そんなふうに試行錯誤しているうちに、自分なりの言葉で理解をし、自分の習熟度を自分の言葉で評価し言語化していくと、普段、家族や友人と話しているような素の自分で居ざるを得ない時が増えてきました。

フォーマルな場で素の自分を出すことは恥ずかしいことだと思いきや、立派な経歴を持ったクラスメイトたちも自然体でリラックスし自分をさらけ出していました。そんな姿に勇気をもらい、自分の中の抵抗感も徐々に低くなっていきました。彼らをみていると、本当に知的な人、というのは、自分の知識は未熟である、わからないことはわからない、という正直さと謙虚さを持ち合わせている人なのではということもわかってきました。

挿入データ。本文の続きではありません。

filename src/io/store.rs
use std::collections::{BTreeMap, BTreeSet};
use std::fs;
use std::io::{self, Write};
use std::path::{Path, PathBuf};

use serde::{Deserialize, Serialize};
use tempfile::NamedTempFile;

use crate::io::lock::{LockError, StoreLock};

/// Error type for task store operations
#[derive(Debug, thiserror::Error)]
pub enum StoreError {
    #[error("could not read {path}: {source}")]
    ReadError { path: PathBuf, source: io::Error },
    #[error("could not write {path}: {source}")]
    WriteError { path: PathBuf, source: io::Error },
    #[error("could not encode prefs: {0}")]
    EncodeError(#[from] serde_json::Error),
    #[error(transparent)]
    Lock(#[from] LockError),
}

/// Where task texts are loaded from at session start and saved to afterwards.
///
/// Only the text of each task is persisted, as an unordered set: favorite
/// state and list order do not survive a restart, and duplicate texts
/// collapse into one.
pub trait TaskStore {
    fn load(&self) -> Result<BTreeSet<String>, StoreError>;
    fn save(&mut self, texts: &BTreeSet<String>) -> Result<(), StoreError>;
}

/// The prefs file: a flat JSON object of string sets, e.g.
/// `{"tasks": ["Buy milk", "Call mom"]}`
#[derive(Debug, Clone, Default, PartialEq, Eq, Serialize, Deserialize)]
#[serde(transparent)]
pub struct Prefs {
    entries: BTreeMap<String, BTreeSet<String>>,
}

impl Prefs {
    pub fn string_set(&self, key: &str) -> BTreeSet<String> {
        self.entries.get(key).cloned().unwrap_or_default()
    }

    pub fn put_string_set(&mut self, key: &str, values: BTreeSet<String>) {
        self.entries.insert(key.to_string(), values);
    }

    pub fn keys(&self) -> impl Iterator<Item = &str> {
        self.entries.keys().map(|k| k.as_str())
    }
}

/// Read a prefs file. A missing file is empty. A file that doesn't parse is
/// copied to `<name>.bak` and treated as empty.
pub fn read_prefs(path: &Path) -> Result<Prefs, StoreError> {
    if !path.exists() {
        return Ok(Prefs::default());
    }
    let content = fs::read_to_string(path).map_err(|e| StoreError::ReadError {
        path: path.to_path_buf(),
        source: e,
    })?;
    match serde_json::from_str::<Prefs>(&content) {
        Ok(prefs) => Ok(prefs),
        Err(e) => {
            // never start over from empty without a copy of the old file
            let bak = backup_path(path);
            fs::copy(path, &bak).map_err(|source| StoreError::WriteError {
                path: bak.clone(),
                source,
            })?;
            tracing::warn!(
                path = %path.display(),
                backup = %bak.display(),
                error = %e,
                "could not parse prefs file, starting empty"
            );
            Ok(Prefs::default())
        }
    }
}

/// Write a prefs file atomically
pub fn write_prefs(path: &Path, prefs: &Prefs) -> Result<(), StoreError> {
    let content = serde_json::to_string_pretty(prefs)?;
    atomic_write(path, content.as_bytes()).map_err(|e| StoreError::WriteError {
        path: path.to_path_buf(),
        source: e,
    })
}

fn backup_path(path: &Path) -> PathBuf {
    let mut name = path
        .file_name()
        .map(|n| n.to_os_string())
        .unwrap_or_default();
    name.push(".bak");
    path.with_file_name(name)
}

/// Write to a temp file in the same directory, then rename over the target
fn atomic_write(path: &Path, content: &[u8]) -> io::Result<()> {
    let dir = path.parent().unwrap_or(Path::new("."));
    fs::create_dir_all(dir)?;
    let mut tmp = NamedTempFile::new_in(dir)?;
    tmp.write_all(content)?;
    tmp.flush()?;
    tmp.persist(path).map_err(|e| e.error)?;
    Ok(())
}

// ---------------------------------------------------------------------------
// Stores
// ---------------------------------------------------------------------------

/// A task set kept under one key of a prefs file on disk
#[derive(Debug, Clone)]
pub struct FileStore {
    path: PathBuf,
    key: String,
}

impl FileStore {
    pub fn new(path: impl Into<PathBuf>, key: impl Into<String>) -> Self {
        FileStore {
            path: path.into(),
            key: key.into(),
        }
    }

    pub fn path(&self) -> &Path {
        &self.path
    }
}

impl TaskStore for FileStore {
    fn load(&self) -> Result<BTreeSet<String>, StoreError> {
        let texts = read_prefs(&self.path)?.string_set(&self.key);
        tracing::debug!(path = %self.path.display(), key = %self.key, count = texts.len(), "loaded tasks");
        Ok(texts)
    }

    fn save(&mut self, texts: &BTreeSet<String>) -> Result<(), StoreError> {
        if let Some(parent) = self.path.parent() {
            fs::create_dir_all(parent).map_err(|e| StoreError::WriteError {
                path: parent.to_path_buf(),
                source: e,
            })?;
        }
        let _lock = StoreLock::acquire_default(&self.path)?;
        // Re-read under the lock so other keys written meanwhile survive
        let mut prefs = read_prefs(&self.path)?;
        prefs.put_string_set(&self.key, texts.clone());
        write_prefs(&self.path, &prefs)?;
        tracing::debug!(path = %self.path.display(), key = %self.key, count = texts.len(), "saved tasks");
        Ok(())
    }
}

/// In-process store, for embedding and tests
#[derive(Debug, Clone, Default)]
pub struct MemoryStore {
    texts: BTreeSet<String>,
    saves: usize,
}

impl MemoryStore {
    pub fn with_texts<I, S>(texts: I) -> Self
    where
        I: IntoIterator<Item = S>,
        S: Into<String>,
    {
        MemoryStore {
            texts: texts.into_iter().map(Into::into).collect(),
            saves: 0,
        }
    }

    pub fn texts(&self) -> &BTreeSet<String> {
        &self.texts
    }

    /// Number of times `save` has been called
    pub fn saves(&self) -> usize {
        self.saves
    }
}

impl TaskStore for MemoryStore {
    fn load(&self) -> Result<BTreeSet<String>, StoreError> {
        Ok(self.texts.clone())
    }

    fn save(&mut self, texts: &BTreeSet<String>) -> Result<(), StoreError> {
        self.texts = texts.clone();
        self.saves += 1;
        Ok(())
    }
}
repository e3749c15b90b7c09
pub mod commands;
pub mod handlers;
pub mod output;
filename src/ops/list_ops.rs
use crate::model::task::{FavoriteState, Task};
use crate::model::task_list::TaskList;

/// Error type for task list operations
#[derive(Debug, Clone, PartialEq, Eq, thiserror::Error)]
pub enum ListError {
    /// Zero-length text on append. The caller rejects the input and moves on.
    #[error("task text is empty")]
    EmptyText,
    #[error("position {position} out of range (list has {len} tasks)")]
    IndexOutOfRange { position: usize, len: usize },
}

/// What a mutation did to the list, for the presentation layer to redraw
#[derive(Debug, Clone, Copy, PartialEq, Eq)]
pub enum ListChange {
    Inserted(usize),
    Removed(usize),
    Changed(usize),
    Moved { from: usize, to: usize },
}

impl ListChange {
    /// The position the affected task now occupies, if it is still in the list
    pub fn current_position(self) -> Option<usize> {
        match self {
            ListChange::Inserted(i) | ListChange::Changed(i) => Some(i),
            ListChange::Moved { to, .. } => Some(to),
            ListChange::Removed(_) => None,
        }
    }
}

fn check_bounds(list: &TaskList, position: usize) -> Result<(), ListError> {
    if position >= list.tasks.len() {
        return Err(ListError::IndexOutOfRange {
            position,
            len: list.tasks.len(),
        });
    }
    Ok(())
}

// ---------------------------------------------------------------------------
// Lifecycle
// ---------------------------------------------------------------------------

/// Append a new unfavorited task at the end of the list.
///
/// Only zero-length text is rejected; whitespace-only text is kept as typed.
pub fn append(list: &mut TaskList, text: String) -> Result<ListChange, ListError> {
    if text.is_empty() {
        return Err(ListError::EmptyText);
    }
    let position = list.tasks.len();
    list.tasks.push(Task::new(text, position));
    Ok(ListChange::Inserted(position))
}

/// Remove the task at `position`. Later tasks shift down by one; their
/// stored `original_position` values are left as they were.
pub fn remove_at(list: &mut TaskList, position: usize) -> Result<(Task, ListChange), ListError> {
    check_bounds(list, position)?;
    let task = list.tasks.remove(position);
    Ok((task, ListChange::Removed(position)))
}

/// Replace the text of the task at `position`. No emptiness check here.
pub fn edit_text(list: &mut TaskList, position: usize, text: String) -> Result<ListChange, ListError> {
    check_bounds(list, position)?;
    list.tasks[position].text = text;
    Ok(ListChange::Changed(position))
}

// ---------------------------------------------------------------------------
// Favorites
// ---------------------------------------------------------------------------

/// Toggle the favorite flag of the task at `position`.
///
/// Favoriting records the current index and moves the task to the front, so
/// the most recently favorited task is always first. Unfavoriting moves the
/// task back to the recorded index. A recorded index past the end of the
/// list (because tasks were removed meanwhile) puts the task last.
pub fn toggle_favorite(
    list: &mut TaskList,
    position: usize,
) -> Result<(ListChange, FavoriteState), ListError> {
    check_bounds(list, position)?;
    let mut task = list.tasks.remove(position);

    let to = if task.is_favorite {
        task.is_favorite = false;
        let target = task.original_position;
        if target > list.tasks.len() {
            tracing::warn!(
                target_position = target,
                remaining = list.tasks.len(),
                "stale favorite position, restoring task at end of list"
            );
            list.tasks.len()
        } else {
            target
        }
    } else {
        task.is_favorite = true;
        task.original_position = position;
        0
    };

    let state = task.state();
    list.tasks.insert(to, task);
    Ok((ListChange::Moved { from: position, to }, state))
}

#[cfg(test)]
mod tests {
    use super::*;
    use pretty_assertions::assert_eq;

    fn list_of(texts: &[&str]) -> TaskList {
        let mut list = TaskList::new();
        for t in texts {
            append(&mut list, t.to_string()).unwrap();
        }
        list
    }

    #[test]
    fn append_adds_unfavorited_task_at_end() {
        let mut list = list_of(&["A"]);
        let change = append(&mut list, "B".into()).unwrap();
        assert_eq!(change, ListChange::Inserted(1));
        assert_eq!(list.len(), 2);
        let task = list.get(1).unwrap();
        assert_eq!(task.text, "B");
        assert!(!task.is_favorite);
    }

    #[test]
    fn append_empty_is_rejected_without_mutation() {
        let mut list = list_of(&["A"]);
        let before = list.clone();
        assert_eq!(append(&mut list, String::new()), Err(ListError::EmptyText));
        assert_eq!(list, before);
    }

    #[test]
    fn append_keeps_whitespace_only_text() {
        let mut list = TaskList::new();
        append(&mut list, "   ".into()).unwrap();
        assert_eq!(list.texts(), vec!["   "]);
    }

    #[test]
    fn remove_shifts_later_tasks_down() {
        let mut list = list_of(&["A", "B", "C", "D"]);
        let (removed, change) = remove_at(&mut list, 1).unwrap();
        assert_eq!(removed.text, "B");
        assert_eq!(change, ListChange::Removed(1));
        assert_eq!(list.texts(), vec!["A", "C", "D"]);
    }

    #[test]
    fn remove_leaves_other_snapshots_untouched() {
        let mut list = list_of(&["A", "B", "C"]);
        toggle_favorite(&mut list, 2).unwrap(); // [C, A, B]
        remove_at(&mut list, 1).unwrap(); // [C, B]
        assert_eq!(list.get(0).unwrap().original_position, 2);
    }

    #[test]
    fn remove_out_of_range() {
        let mut list = list_of(&["A"]);
        assert_eq!(
            remove_at(&mut list, 1).unwrap_err(),
            ListError::IndexOutOfRange { position: 1, len: 1 }
        );
        assert_eq!(list.len(), 1);
    }

    #[test]
    fn edit_changes_only_text() {
        let mut list = list_of(&["A", "B", "C"]);
        toggle_favorite(&mut list, 1).unwrap(); // [B, A, C]
        let before = list.get(0).unwrap().clone();
        let change = edit_text(&mut list, 0, "new".into()).unwrap();
        assert_eq!(change, ListChange::Changed(0));
        let after = list.get(0).unwrap();
        assert_eq!(after.text, "new");
        assert_eq!(after.is_favorite, before.is_favorite);
        assert_eq!(after.original_position, before.original_position);
    }

    #[test]
    fn edit_accepts_empty_text() {
        let mut list = list_of(&["A"]);
        edit_text(&mut list, 0, String::new()).unwrap();
        assert_eq!(list.texts(), vec![""]);
    }

    #[test]
    fn edit_out_of_range() {
        let mut list = TaskList::new();
        assert!(matches!(
            edit_text(&mut list, 0, "x".into()),
            Err(ListError::IndexOutOfRange { position: 0, len: 0 })
        ));
    }

    #[test]
    fn favorite_moves_to_front_and_back() {
        let mut list = list_of(&["A", "B", "C"]);

        let (change, state) = toggle_favorite(&mut list, 1).unwrap();
        assert_eq!(change, ListChange::Moved { from: 1, to: 0 });
        assert_eq!(state, FavoriteState::Favorited);
        assert_eq!(list.texts(), vec!["B", "A", "C"]);
        let b = list.get(0).unwrap();
        assert!(b.is_favorite);
        assert_eq!(b.original_position, 1);

        let (change, state) = toggle_favorite(&mut list, 0).unwrap();
        assert_eq!(change, ListChange::Moved { from: 0, to: 1 });
        assert_eq!(state, FavoriteState::Unfavorited);
        assert_eq!(list.texts(), vec!["A", "B", "C"]);
        assert!(!list.get(1).unwrap().is_favorite);
    }

    #[test]
    fn newest_favorite_goes_first() {
        let mut list = list_of(&["A", "B", "C"]);
        toggle_favorite(&mut list, 2).unwrap();
        assert_eq!(list.texts(), vec!["C", "A", "B"]);
        toggle_favorite(&mut list, 1).unwrap();
        assert_eq!(list.texts(), vec!["A", "C", "B"]);
        assert!(list.iter().take(2).all(|t| t.is_favorite));
    }

    #[test]
    fn unfavorite_uses_snapshot_not_live_index() {
        let mut list = list_of(&["A", "B", "C", "D"]);
        toggle_favorite(&mut list, 2).unwrap(); // [C, A, B, D], C remembers 2
        remove_at(&mut list, 1).unwrap(); // [C, B, D]
        toggle_favorite(&mut list, 0).unwrap();
        assert_eq!(list.texts(), vec!["B", "D", "C"]);
    }

    #[test]
    fn stale_snapshot_past_end_restores_last() {
        let mut list = list_of(&["A", "B", "C", "D"]);
        toggle_favorite(&mut list, 3).unwrap(); // [D, A, B, C]
        remove_at(&mut list, 1).unwrap();
        remove_at(&mut list, 1).unwrap(); // [D, C]
        let (change, _) = toggle_favorite(&mut list, 0).unwrap();
        assert_eq!(change, ListChange::Moved { from: 0, to: 1 });
        assert_eq!(list.texts(), vec!["C", "D"]);
    }

    #[test]
    fn toggle_out_of_range() {
        let mut list = list_of(&["A"]);
        assert!(toggle_favorite(&mut list, 5).is_err());
        assert_eq!(list.texts(), vec!["A"]);
    }

    #[test]
    fn change_positions() {
        assert_eq!(ListChange::Inserted(2).current_position(), Some(2));
        assert_eq!(ListChange::Moved { from: 3, to: 0 }.current_position(), Some(0));
        assert_eq!(ListChange::Removed(1).current_position(), None);
    }
}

21世紀型教育といわれる、個人の問題解決能力、思考力を養う場では、どれだけ自分がプロフェッショナルで真面目か、と学校や組織に忠誠や規律を示すことよりも、素の自分を出し、自分の言葉で語ることが大事なのではないかと思います。また、素の自分を出した時の授業は、学習到達度が高いという実感もあります。だからクラスの場には一人ひとりが安心して素の状態になれる「心理的安全性」が必要なんですよね。

クラスメイトたちは、成績の優劣を競う相手ではなく、共に自身の習熟度を高め合うパートナーなのです。時には自分が言語化できないものを、誰かが代わりに表現してくれる場面もたくさんありました。その時々で良い成績を奪い合うのではなく、学ぶ過程はずっと続くものだという共通理解から、暗黙の協力関係が生まれていたという実感がありました。

このように、素の自分で取り組み、しっかりと理解してから自分の言葉で言語化するという習慣は、さまざまな場面で役に立ってきていると実感しています。

例えば、会議で人と話すとき、相手に投げかける質問も自然になってきました。ミネルバ以前の私は、質問の内容も受け答えも、「模範的」でスマートに見られようという意識が働いていた気がします。今では純粋に相手の主張を理解するために自分はどうすべきか、余計なことを考えずに振る舞うことができ、相手にも私の考えが伝わりやすくなってきたのではと思います。

「模範的であろう」とする態度ではなく、 素の自分で理解を深めるために情報を収集していく。それが習慣化したことが、アクティブラーニングで得たとても大きな変化でした。